墜落した第三騎士団、第四騎士団もそうだが、被害が大きかったのは第一騎士団も同様だった。数百メートル上空から落下した飛行船の下敷きとなって数百名が死亡し、その後の大爆発で千人以上が死亡、さらにその三倍の人数が負傷した。
被害を受けた割合は第三騎士団と第四騎士団よりも小さいが、人数は圧倒的に第一騎士団が多い。
そして極めつけは体が重くなる謎の現象である。
勿論、加重を魔法陣で再現することが出来るのは有名な話なので、これ自体に疑問はない。恐らくはどこかに仕掛けてある魔法陣で発動しているのだろうと予想できた。

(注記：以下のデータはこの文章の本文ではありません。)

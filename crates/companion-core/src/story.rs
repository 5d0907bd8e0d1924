//! Story Chapters
//!
//! Each rescue species carries a fixed five-chapter arc. Chapters gate
//! on companion level, and unlocking one pays out experience and
//! happiness so reading stories feeds back into progression.

use chrono::{DateTime, Utc};
use serde::Serialize;

use crate::events::ProgressionEvent;
use crate::progression::grant_experience;
use crate::record::CompanionRecord;
use crate::species::Species;

/// Experience granted the first time a chapter is unlocked.
pub const STORY_EXP_REWARD: u32 = 25;
/// Happiness granted the first time a chapter is unlocked.
pub const STORY_HAPPINESS_BONUS: u8 = 10;

/// One chapter of a companion's backstory.
#[derive(Debug, Clone, PartialEq, Eq, Serialize)]
pub struct StoryChapter {
    pub id: &'static str,
    pub title: &'static str,
    /// Companion level at which the chapter becomes readable.
    pub unlock_level: u32,
}

const fn chapter(id: &'static str, title: &'static str, unlock_level: u32) -> StoryChapter {
    StoryChapter {
        id,
        title,
        unlock_level,
    }
}

/// The chapter arc for a species, ordered by unlock level.
pub fn chapters_for(species: Species) -> &'static [StoryChapter] {
    match species {
        Species::Cow => const { &[
            chapter("intro", "A New Beginning", 1),
            chapter("growing", "Growing Stronger", 2),
            chapter("friendship", "First Friends", 3),
            chapter("freedom", "Pasture Days", 4),
            chapter("mother", "A Gentle Guardian", 5),
        ] },
        Species::Pig => const { &[
            chapter("intro", "A New Beginning", 1),
            chapter("exploration", "The Great Explorer", 2),
            chapter("intelligence", "Quick Learner", 3),
            chapter("friendship", "Mud Bath Buddies", 4),
            chapter("advocacy", "An Ambassador's Heart", 5),
        ] },
        Species::Chicken => const { &[
            chapter("intro", "A New Beginning", 1),
            chapter("healing", "Feathers Return", 2),
            chapter("discovery", "First Dust Bath", 3),
            chapter("confidence", "Finding Her Voice", 4),
            chapter("new_life", "Sunrise Songs", 5),
        ] },
        Species::Goat => const { &[
            chapter("intro", "A New Beginning", 1),
            chapter("rehabilitation", "Steady Legs", 2),
            chapter("playfulness", "King of the Hill", 3),
            chapter("friendship", "The Welcoming Committee", 4),
            chapter("teacher", "Showing the Way", 5),
        ] },
        Species::Sheep => const { &[
            chapter("intro", "A New Beginning", 1),
            chapter("transformation", "The First Shearing", 2),
            chapter("healing", "Soft Ground", 3),
            chapter("flock", "Part of the Flock", 4),
            chapter("ambassador", "Wool and Wonder", 5),
        ] },
    }
}

/// Looks up a chapter by id within a species arc.
pub fn find_chapter(species: Species, id: &str) -> Option<&'static StoryChapter> {
    chapters_for(species).iter().find(|c| c.id == id)
}

/// Whether `record` can unlock `chapter` right now.
pub fn can_unlock(record: &CompanionRecord, chapter: &StoryChapter) -> bool {
    !record.unlocked_stories.iter().any(|s| s == chapter.id) && record.level >= chapter.unlock_level
}

/// Unlocks a chapter, paying out its rewards.
///
/// Already-unlocked and under-leveled chapters are a no-op returning an
/// empty event list, so callers can invoke this unconditionally.
pub fn unlock_story(
    record: &mut CompanionRecord,
    chapter: &StoryChapter,
    now: DateTime<Utc>,
) -> Vec<ProgressionEvent> {
    if !can_unlock(record, chapter) {
        return Vec::new();
    }

    record.unlocked_stories.push(chapter.id.to_string());
    record.happiness = CompanionRecord::raise_gauge(record.happiness, STORY_HAPPINESS_BONUS);
    record.last_interaction = now;

    let mut events = vec![ProgressionEvent::ChapterUnlocked {
        id: chapter.id.to_string(),
        title: chapter.title.to_string(),
    }];
    events.extend(grant_experience(record, STORY_EXP_REWARD));
    events
}
//! Achievements
//!
//! One-time boolean milestones evaluated independently of the tier
//! ladder. Evaluation is pure; raising notifications for newly earned
//! achievements is the caller's concern.

use serde::{Deserialize, Serialize};
use std::collections::HashSet;

use crate::score::{EconomicTotals, EnvironmentalTotals};

/// Snapshot of the totals an achievement predicate can inspect.
#[derive(Debug, Clone, Copy, Default, PartialEq)]
pub struct ImpactTotals {
    pub water: f64,
    pub carbon: f64,
    pub land: f64,
    pub grain: f64,
    /// Economic impact points (already weighted and rounded).
    pub economic: i64,
}

impl ImpactTotals {
    pub fn new(environmental: &EnvironmentalTotals, economic_points: i64) -> Self {
        Self {
            water: environmental.water,
            carbon: environmental.carbon,
            land: environmental.land,
            grain: environmental.grain,
            economic: economic_points,
        }
    }

    /// Convenience for callers that have raw economic totals.
    pub fn from_parts(
        environmental: &EnvironmentalTotals,
        economic: &EconomicTotals,
        weights: &crate::score::EconomicWeights,
    ) -> Self {
        Self::new(environmental, crate::score::economic_score(economic, weights))
    }
}

/// The fixed achievement set.
#[derive(Debug, Clone, Copy, PartialEq, Eq, Hash, Serialize, Deserialize)]
#[serde(rename_all = "snake_case")]
pub enum Achievement {
    WaterGuardian,
    CarbonChampion,
    EconomicInnovator,
}

impl Achievement {
    pub const ALL: [Achievement; 3] = [
        Achievement::WaterGuardian,
        Achievement::CarbonChampion,
        Achievement::EconomicInnovator,
    ];

    pub fn title(self) -> &'static str {
        match self {
            Achievement::WaterGuardian => "Water Guardian",
            Achievement::CarbonChampion => "Carbon Champion",
            Achievement::EconomicInnovator => "Economic Innovator",
        }
    }

    pub fn description(self) -> &'static str {
        match self {
            Achievement::WaterGuardian => "Save 1,000 gallons of water",
            Achievement::CarbonChampion => "Prevent 100kg of CO2 emissions",
            Achievement::EconomicInnovator => "Generate 1,000 economic impact points",
        }
    }

    /// Whether the totals satisfy this achievement's requirement.
    pub fn is_met(self, totals: &ImpactTotals) -> bool {
        match self {
            Achievement::WaterGuardian => totals.water >= 1000.0,
            Achievement::CarbonChampion => totals.carbon >= 100.0,
            Achievement::EconomicInnovator => totals.economic >= 1000,
        }
    }
}

/// Returns achievements whose predicate holds and which are not
/// already earned, in [`Achievement::ALL`] order.
///
/// Folding the result back into `earned` and calling again yields an
/// empty vector: the earned set only grows.
pub fn evaluate_achievements(
    totals: &ImpactTotals,
    earned: &HashSet<Achievement>,
) -> Vec<Achievement> {
    Achievement::ALL
        .into_iter()
        .filter(|achievement| !earned.contains(achievement) && achievement.is_met(totals))
        .collect()
}

#[cfg(test)]
mod tests {
    use super::*;

    fn totals(water: f64, carbon: f64, economic: i64) -> ImpactTotals {
        ImpactTotals {
            water,
            carbon,
            economic,
            ..Default::default()
        }
    }

    #[test]
    fn test_no_achievements_at_zero() {
        let newly = evaluate_achievements(&ImpactTotals::default(), &HashSet::new());
        assert!(newly.is_empty());
    }

    #[test]
    fn test_thresholds_are_inclusive() {
        let newly = evaluate_achievements(&totals(1000.0, 100.0, 1000), &HashSet::new());
        assert_eq!(
            newly,
            vec![
                Achievement::WaterGuardian,
                Achievement::CarbonChampion,
                Achievement::EconomicInnovator
            ]
        );
    }

    #[test]
    fn test_already_earned_excluded() {
        let mut earned = HashSet::new();
        earned.insert(Achievement::WaterGuardian);
        let newly = evaluate_achievements(&totals(5000.0, 10.0, 0), &earned);
        assert!(newly.is_empty());
    }

    #[test]
    fn test_evaluation_is_idempotent() {
        let current = totals(2000.0, 150.0, 500);
        let mut earned = HashSet::new();

        let first = evaluate_achievements(&current, &earned);
        assert_eq!(first.len(), 2);
        earned.extend(first);

        let second = evaluate_achievements(&current, &earned);
        assert!(second.is_empty());
    }
}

だが、この範囲で、この出力を再現するためにはどれほど複雑な魔法陣が必要になるだろうか。そう考えると、専門家でないシギルすらも身震いを覚えたほどである。
重い体を動かし、シギルはどうにか歩き出す。
ドラグーンは自重で動けなくなったので、ここからは自分の足で魔水晶塔を目指すしかない。
「体が……重い!」
十倍の重力は人外的な強さを持つシギルにとっても大きな負担となる。
体重八十キログラムのシギルは、二十キログラムの鎧を着ているので合計重量が百キログラムになる。つまり十倍の重力下では千キログラムということになるのだ。言い換えれば一トンである。とても歩ける重さではないが、シギルはどうにか動くことが出来ていた。
普段は三キログラムしかないオリハルコン剣も、今の重さは三十キログラムに等しい。得意の剣を振るうだけでも一苦労である。
だが、絶望はこれだけで終わらない。
「なん……だと……」
身体を引きずるように一歩一歩と魔水晶塔に近づいていると、上空に黒い影が見えた。数にすればおよそ数十といったところだろう。翼を広げ、勇ましい威容を見せつつ深淵竜が飛んでいたのだ。
第三騎士団が発動した極大多重聖属性魔術《七征凛光神聖領域》で百体もの深淵竜が消えたのは事実だが、あれが亡都ナスカに潜む全てのアビスではないのだ。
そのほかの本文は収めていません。